The "democratisation" of being an influencer that Tiktok enabled
Being an 'influencer' used to be an elite game... that is till Tiktok came along and started churning out folks with 1m+ subscribers by the boatload.
One thing I’ve heard a lot of established creators talk about lately is the ‘democratisation’ of being a creator that Tiktok has enabled.
For example on this video below where Colin and Samir interview the business manager of the Sidemen, Jordan Schwarzenberger.
Jordan talks at length at one point about how the whole creator game is evolving because of Tiktok. Let me explain.
So what do we mean by “the democratisation of being an influencer”?
In the old days it was hard to gather a big following. Unless you were already a pretty big name in the real world.
Like a Hollywood actor, a sports figure, a famous businessman, etc.
And so the ones that weren’t famous in the real world but became influencers online felt special. Folks like MrBeast, The Sidemen, Logan Paul, etc.
These days its not that hard for almost anyone to blow up on Tiktok and acquire a million or more subscribers. Thousands of people are doing it.
New ones each and everyday.
And so the older folks kinda feel like the new guys are a bit 2nd class to them. You’ll often hear them talk about how this new clan of “Tiktok influencers” have no real emotional attachment to their audience.
Or how people on Tiktok don’t really care who they’re watching as it’s just onto the next clip.
And in part they’re right. But fact of the matter is… that this has and is still changing the whole creator game massively.
How has it impacted advertising?
You see the strategy of many advertisers in the past couple of years has changed. They used to be willing to shell out good money for a big name Youtuber.

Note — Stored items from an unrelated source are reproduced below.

impl Daemon {
    /// Create a daemon that logs email digests instead of sending them
    pub fn new(config: WorkerConfig, commands: CommandTable) -> Self {
        Self::with_mailer(config, commands, Arc::new(TracingMailer))
    }

    pub fn with_mailer(
        config: WorkerConfig,
        commands: CommandTable,
        mailer: Arc<dyn Mailer>,
    ) -> Self {
        let pool_size = config.pool_size.max(1);
        let admission = QueueAdmission::new();
        for (queue, limit) in &config.queue_limits {
            admission.register_queue_limit(&normalize_queue(Some(queue)), *limit);
        }

        tracing::info!(
            pool_size = pool_size,
            commands = commands.len(),
            queue_limits = ?config.queue_limits,
            "Job engine initialized"
        );

        Self {
            inner: Arc::new(DaemonInner {
                slots: Arc::new(Semaphore::new(pool_size)),
                config,
                registry: JobRegistry::new(),
                admission,
                commands,
                mailer,
                lanes: DashMap::new(),
                shutdown: CancellationToken::new(),
            }),
        }
    }

    pub fn config(&self) -> &WorkerConfig {
        &self.inner.config
    }

    pub fn registry(&self) -> &JobRegistry {
        &self.inner.registry
    }

    pub fn admission(&self) -> &QueueAdmission {
        &self.inner.admission
    }

    pub fn commands(&self) -> &CommandTable {
        &self.inner.commands
    }

    pub fn pool_size(&self) -> usize {
        self.inner.config.pool_size.max(1)
    }

    /// Token cancelled once the daemon shuts down
    pub fn shutdown_token(&self) -> CancellationToken {
        self.inner.shutdown.clone()
    }

    pub fn is_shutting_down(&self) -> bool {
        self.inner.shutdown.is_cancelled()
    }

    // ========== Submission ==========

    /// Submit a root job
    pub async fn enqueue(&self, args: Vec<String>, opts: EnqueueOptions) -> WorkerResult<Arc<Job>> {
        self.submit(args, opts, None).await
    }

    /// Submit a job, optionally on behalf of a running job
    ///
    /// With a caller the new job becomes its child: it inherits the caller's
    /// client, execution flags and locals. A child submitted with `child` set
    /// while the pool has a single slot runs inline on the caller's
    /// execution unit before this returns; everything else is queued.
    pub async fn submit(
        &self,
        args: Vec<String>,
        opts: EnqueueOptions,
        caller: Option<&mut JobContext>,
    ) -> WorkerResult<Arc<Job>> {
        if self.is_shutting_down() {
            return Err(WorkerError::Internal("daemon is shutting down".to_string()));
        }
        self.inner.commands.resolve(&args)?;

        let queue = normalize_queue(opts.queue.as_deref());
        if let Some(limit) = opts.concurrency {
            self.inner.admission.register_queue_limit(&queue, limit);
        }

        let (client, env_flags, parent, locals) = match caller.as_deref() {
            Some(ctx) => (
                ctx.client().to_string(),
                ctx.env().merged(&opts.env_flags),
                Some(ctx.job().clone()),
                ctx.locals().clone(),
            ),
            None => (
                opts.client
                    .clone()
                    .filter(|c| !c.trim().is_empty())
                    .unwrap_or_else(|| DEFAULT_CLIENT.to_string()),
                opts.env_flags.clone(),
                None,
                BTreeMap::new(),
            ),
        };

        let registry = &self.inner.registry;
        let id = match opts.requested_id.as_deref().map(str::trim) {
            Some(requested) if !requested.is_empty() && !registry.contains(requested) => {
                requested.to_string()
            }
            _ => uuid::Uuid::new_v4().to_string(),
        };
        if let Some(requested) = opts.requested_id.as_deref().map(str::trim) {
            if !requested.is_empty() {
                registry.map_id(requested, &id);
            }
        }

        let inline = opts.child && parent.is_some() && self.pool_size() == 1;

        let mut job = Job::new(id, queue, args, client)
            .inline(inline)
            .capturing(opts.capture_output)
            .with_env(env_flags)
            .with_max_retries(opts.max_retries.unwrap_or(self.inner.config.max_retries))
            .with_seed_locals(locals)
            .inheriting_notifications(opts.inherit_notifications)
            .with_sequence(registry.next_sequence());
        if let Some(task) = opts.task {
            job = job.with_task(task);
        }
        if let Some(parent) = &parent {
            job = job.with_parent(parent.id.clone());
        }

        let job = registry.register(job);
        if let Some(parent) = &parent {
            parent.add_child(&job.id);
        }

        tracing::info!(
            job_id = %job.id,
            queue = %job.queue,
            client = %job.client,
            task = %job.task,
            parent_id = ?job.parent_id,
            inline = inline,
            "Job enqueued"
        );

        match caller {
            Some(ctx) if inline => self.run_inline(ctx, job.clone()).await,
            _ => self.dispatch_to_lane(job.clone()),
        }
        Ok(job)
    }

    fn dispatch_to_lane(&self, job: Arc<Job>) {
        let sender = self
            .inner
            .lanes
            .entry(job.queue.clone())
            .or_insert_with(|| {
                let (tx, rx) = mpsc::unbounded_channel();
                tokio::spawn(drive_lane(self.clone(), job.queue.clone(), rx));
                tx
            })
            .clone();

        // A job registered after shutdown began is missed by `kill_all`
        if sender.send(job.clone()).is_err() || self.is_shutting_down() {
            tracing::warn!(job_id = %job.id, queue = %job.queue, "Daemon shutting down, cancelling job");
            if let Some(Some(worker)) = job.cancel() {
                worker.abort();
            }
        }
    }

    // ========== Execution ==========

    async fn run_pooled(self, job: Arc<Job>) {
        let mut ctx = JobContext::for_pooled(self.clone(), job.clone());
        tracing::debug!(job_id = %job.id, queue = %job.queue, "Job started");
        let result = self.execute(&mut ctx, &job).await;
        self.complete(&job, result).await;
    }

    fn run_inline<'a>(&'a self, ctx: &'a mut JobContext, job: Arc<Job>) -> BoxFuture<'a, ()> {
        Box::pin(async move {
            if !job.transition(JobStatus::Running, None) {
                return;
            }
            tracing::debug!(job_id = %job.id, parent_id = ?job.parent_id, "Inline job started");

            let snapshot = ctx.enter_inline(job.clone());
            let result = tokio::select! {
                result = self.execute(ctx, &job) => result,
                _ = job.wait_terminal() => Err(WorkerError::Cancelled(CANCELLED_ERROR.to_string())),
            };
            ctx.restore(snapshot);

            self.complete(&job, result).await;
        })
    }

    /// Run the job's command, retrying failed attempts
    async fn execute(&self, ctx: &mut JobContext, job: &Job) -> WorkerResult<()> {
        loop {
            let attempt = job.record_attempt();
            let outcome = AssertUnwindSafe(self.inner.commands.dispatch(ctx, &job.args))
                .catch_unwind()
                .await;

            let result = match outcome {
                Ok(result) => result,
                Err(panic) => Err(WorkerError::failed(format!(
                    "command panicked: {}",
                    panic_message(panic.as_ref())
                ))),
            };

            match result {
                Ok(()) => return Ok(()),
                Err(err) if err.is_retryable() && attempt <= job.max_retries => {
                    tracing::warn!(
                        job_id = %job.id,
                        attempt = attempt,
                        max_retries = job.max_retries,
                        error = %err,
                        "Job attempt failed, retrying"
                    );
                    tokio::time::sleep(self.inner.config.retry_delay()).await;
                }
                Err(err) => return Err(err),
            }
        }
    }

    /// Settle notifications and record the final status
    async fn complete(&self, job: &Arc<Job>, result: WorkerResult<()>) {
        if job.status().is_terminal() {
            return;
        }
        self.settle(job).await;

        let (status, error) = match result {
            Ok(()) => (JobStatus::Finished, None),
            Err(WorkerError::Cancelled(_)) => {
                (JobStatus::Cancelled, Some(CANCELLED_ERROR.to_string()))
            }
            Err(err) => {
                err.log();
                (JobStatus::Failed, Some(err.to_string()))
            }
        };

        if job.transition(status, error) {
            tracing::info!(
                job_id = %job.id,
                queue = %job.queue,
                status = %status,
                attempts = job.attempts(),
                "Job completed"
            );
        }
    }

    /// Hand the job's notifications to its parent, or deliver them
    async fn settle(&self, job: &Arc<Job>) {
        let contents = job.notifications.lock().close();
        if let Some(leftover) = self.merge_into_parent(job, contents) {
            self.deliver(job, leftover).await;
        }
    }

    /// Returns the contents back when there is no open parent buffer
    fn merge_into_parent(
        &self,
        job: &Job,
        mut contents: NotificationBuffer,
    ) -> Option<NotificationBuffer> {
        let parent = job
            .parent_id
            .as_deref()
            .and_then(|id| self.inner.registry.get(id).ok())?;

        let mut parent_buffer = parent.notifications.lock();
        if parent_buffer.is_closed() {
            drop(parent_buffer);
            return Some(contents);
        }
        merge_notifications(&mut contents, &mut parent_buffer);
        None
    }

    async fn deliver(&self, job: &Job, contents: NotificationBuffer) {
        for line in &contents.log {
            tracing::info!(target: JOB_LOG_TARGET, job_id = %job.id, client = %job.client, "{}", line);
            if job.capture_output {
                job.append_output(line.as_str());
            }
        }

        if !contents.send_email || contents.email.is_empty() {
            return;
        }
        if job.env_flags.no_email {
            tracing::debug!(job_id = %job.id, "Email suppressed by no_email flag");
            return;
        }

        let digest = EmailDigest {
            job_id: job.id.clone(),
            task: job.task.clone(),
            client: job.client.clone(),
            lines: contents.email,
        };
        if let Err(err) = self.inner.mailer.deliver(digest).await {
            err.log();
        }
    }

    // ========== Cancellation ==========

    /// Cancel a job, or every job with `"all"`
    ///
    /// Returns how many jobs were cancelled. Unknown ids are logged and
    /// yield zero.
    pub async fn kill(&self, id: &str) -> usize {
        if id == KILL_ALL {
            return self.kill_all().await;
        }
        match self.inner.registry.get(id) {
            Ok(job) => usize::from(self.cancel_job(&job).await),
            Err(_) => {
                tracing::warn!(job_id = %id, "Kill requested for unknown job");
                0
            }
        }
    }

    /// Cancel every job that has not finished and forget requested ids
    pub async fn kill_all(&self) -> usize {
        let mut cancelled = 0;
        for job in self.inner.registry.list() {
            if !job.status().is_terminal() && self.cancel_job(&job).await {
                cancelled += 1;
            }
        }
        self.inner.registry.clear_id_map();
        tracing::info!(cancelled = cancelled, "All jobs killed");
        cancelled
    }

    async fn cancel_job(&self, job: &Arc<Job>) -> bool {
        let Some(worker) = job.cancel() else {
            return false;
        };

        if let Some(handle) = worker {
            handle.abort();
            if tokio::time::timeout(self.inner.config.kill_grace(), handle)
                .await
                .is_err()
            {
                tracing::warn!(job_id = %job.id, "Job execution unit still alive after kill grace period");
            }
        }

        for child in self.inline_descendants(job) {
            if child.cancel().is_some() {
                self.settle(&child).await;
            }
        }
        self.settle(job).await;

        tracing::info!(job_id = %job.id, queue = %job.queue, "Job cancelled");
        true
    }

    /// Inline children ride on their parent's execution unit
    fn inline_descendants(&self, job: &Job) -> Vec<Arc<Job>> {
        let mut found = Vec::new();
        let mut pending = job.children_ids();
        while let Some(id) = pending.pop() {
            if let Ok(child) = self.inner.registry.get(&id) {
                if child.child {
                    pending.extend(child.children_ids());
                    found.push(child);
                }
            }
        }
        found
    }

    // ========== Queries ==========

    /// Wait for a job to reach a terminal state and return its record
    pub async fn wait(&self, id: &str) -> WorkerResult<JobRecord> {
        let job = self.inner.registry.get(id)?;
        job.wait_terminal().await;
        self.inner.registry.record(&job.id)
    }

    pub fn job_record(&self, id: &str) -> WorkerResult<JobRecord> {
        self.inner.registry.record(id)
    }

    /// Check whether `queue` is at its concurrency ceiling
    pub fn queue_busy(&self, queue: &str) -> bool {
        let queue = normalize_queue(Some(queue));
        self.inner.registry.running_in(&queue) >= self.inner.admission.limit_or_default(&queue)
    }

    pub fn register_queue_limit(&self, queue: &str, limit: usize) -> usize {
        self.inner
            .admission
            .register_queue_limit(&normalize_queue(Some(queue)), limit)
    }

    pub fn queue_limit(&self, queue: &str) -> Option<usize> {
        self.inner.admission.queue_limit(&normalize_queue(Some(queue)))
    }

    pub fn status_snapshot(&self) -> StatusSnapshot {
        let admission = &self.inner.admission;
        self.inner
            .registry
            .status_snapshot(|queue| admission.limit_or_default(queue))
    }

    /// Stop accepting jobs, stop the queue drivers and cancel all jobs
    pub async fn shutdown(&self) -> usize {
        self.inner.shutdown.cancel();
        let cancelled = self.kill_all().await;
        tracing::info!(cancelled = cancelled, "Job engine shut down");
        cancelled
    }
}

For example you could easily ask for $50k from an advertiser for sponsoring a video that perhaps gets around 100k views.
But as Jordan explains… that is now very rare. Because advertisers just care about ‘reach’. As in they just care about how many views their brand gets.
And so if you have $50k to spend… you could either spend it to do a single big name Youtuber and get that 100k views. Or you can sign like 200 small creators on Tiktok for $250 each.
And chances are that at least a few of those videos by these small creators will go viral and clock in at least 1m views.
So at the end of the day… you can either:
option A) get around 4m views from these Tiktokers or
option B) you can get 100k views from your single Youtube star.
All for the same money.
And most brands opt for option A as its deemed better value for money.
Is this a good thing or a bad thing?
Jordan talks about the impact this is having on creators and their relationship with their audience. Because more and more creators are chasing the Tiktok views. Simply because it earns them the ad money.
But this also means that these creators have a tougher time chasing other non-ad revenue streams. Because the relationship with their fan base is not deep as it is on longform video like Youtube.
So his hypothesis is that the ‘creator middle class’ is being wiped out.
Meaning you have lots of smaller guys on Tiktok, ie. the “lower class”, that are making enough ad money to start taking things serious.
And you have at the high end, ‘the upper class’, which are the very big Youtubers like MrBeast, Logan Paul and Sidemen who have deep relationships with their audience. And they can go deep on offering all kinds of non-ad revenue streams like products, courses, etc.
MrBeast for example has his own chocolate bar (Feastables) and Logan Paul has his own hydration beverage (Prime).
But to go from ‘lower class’ to ‘upper class’ is getting harder and harder. Because the lower class never established a relationship.
So in a way it almost feels like its evolving into a mix of democracy + oligarchy
By this I mean that the lower class will be flooded with tens of thousands of creators that can make a small living by attaining 1m+ subscribers on Tiktok. Or perhaps by getting some of their Youtube shorts to perform well.
But they never make it to the ‘middle class’ and make more meaningful money.
Meanwhile the guys at the top of the food chain, the ‘upper class’ like MrBeast and Logan Paul, only get bigger and bigger.
Because they are in a virtuous circle of more revenue streams enabling bigger content budgets, which in turn result in better content and more views, thus resulting in more money flowing into their numerous revenue streams.